*What you should do*. Transcribe, word for word and without additions, each line below from the one containing "pub struct BuildingData" through the one containing "its building's name.", both ends included.

┄┄┄┄┄┄┄┄┄┄┄┄┄┄┄┄┄┄┄┄

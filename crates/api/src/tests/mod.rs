// Copyright (C) 2026 Fred Clausen
// Use of this source code is governed by an MIT-style
// license that can be found in the LICENSE file or at
// https://opensource.org/licenses/MIT.

//! Test module for the API crate.

#![allow(clippy::expect_used, clippy::unwrap_used)]

mod helpers;
mod reservation_tests;
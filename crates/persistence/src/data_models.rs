// Copyright (C) 2026 Fred Clausen
// Use of this source code is governed by an MIT-style
// license that can be found in the LICENSE file or at
// https://opensource.org/licenses/MIT.

use roombook_domain::Role;
use serde::{Deserialize, Serialize};

/// A stored user.
#[derive(Debug, Clone, PartialEq, Eq, Serialize, Deserialize)]
pub struct UserData {
    pub user_id: i64,
    pub name: String,
    pub email: String,
    pub pin: String,
    pub password_hash: Option<String>,
    pub role: Role,
    pub created_at: String,
    pub updated_at: String,
}

/// A stored building with the number of rooms it owns.
#[derive(Debug, Clone, PartialEq, Eq, Serialize, Deserialize)]
pub struct BuildingData {
    pub building_id: i64,
    pub name: String,
    pub address: Option<String>,
    pub description: Option<String>,
    pub created_at: String,
    pub room_count: i64,
}

/// A stored room joined with its building's name.
#[derive(Debug, Clone, PartialEq, Eq, Serialize, Deserialize)]
pub struct RoomData {
    pub room_id: i64,
    pub building_id: i64,
    pub building_name: String,
    pub name: String,
    pub capacity: Option<i32>,
    pub equipment: Option<String>,
    pub color: Option<String>,
    pub created_at: String,
}

/// Fields written when creating or updating a room.
#[derive(Debug, Clone, Copy, PartialEq, Eq)]
pub struct RoomFields<'a> {
    pub name: &'a str,
    pub capacity: Option<i32>,
    pub equipment: Option<&'a str>,
    pub color: Option<&'a str>,
}

/// A stored weekly availability window.
#[derive(Debug, Clone, PartialEq, Eq, Serialize, Deserialize)]
pub struct RoomScheduleData {
    pub schedule_id: i64,
    pub room_id: i64,
    pub day_of_week: i32,
    pub start_time: String,
    pub end_time: String,
}

/// A stored login session.
#[derive(Debug, Clone, PartialEq, Eq, Serialize, Deserialize)]
pub struct SessionData {
    pub session_id: i64,
    pub session_token: String,
    pub user_id: i64,
    pub created_at: String,
    pub last_activity_at: String,
    pub expires_at: String,
}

┄┄┄┄┄┄┄┄┄┄┄┄┄┄┄┄┄┄┄┄

*Your response*.
pub struct BuildingData {
    pub building_id: i64,
    pub name: String,
    pub address: Option<String>,
    pub description: Option<String>,
    pub created_at: String,
    pub room_count: i64,
}

/// A stored room joined with its building's name.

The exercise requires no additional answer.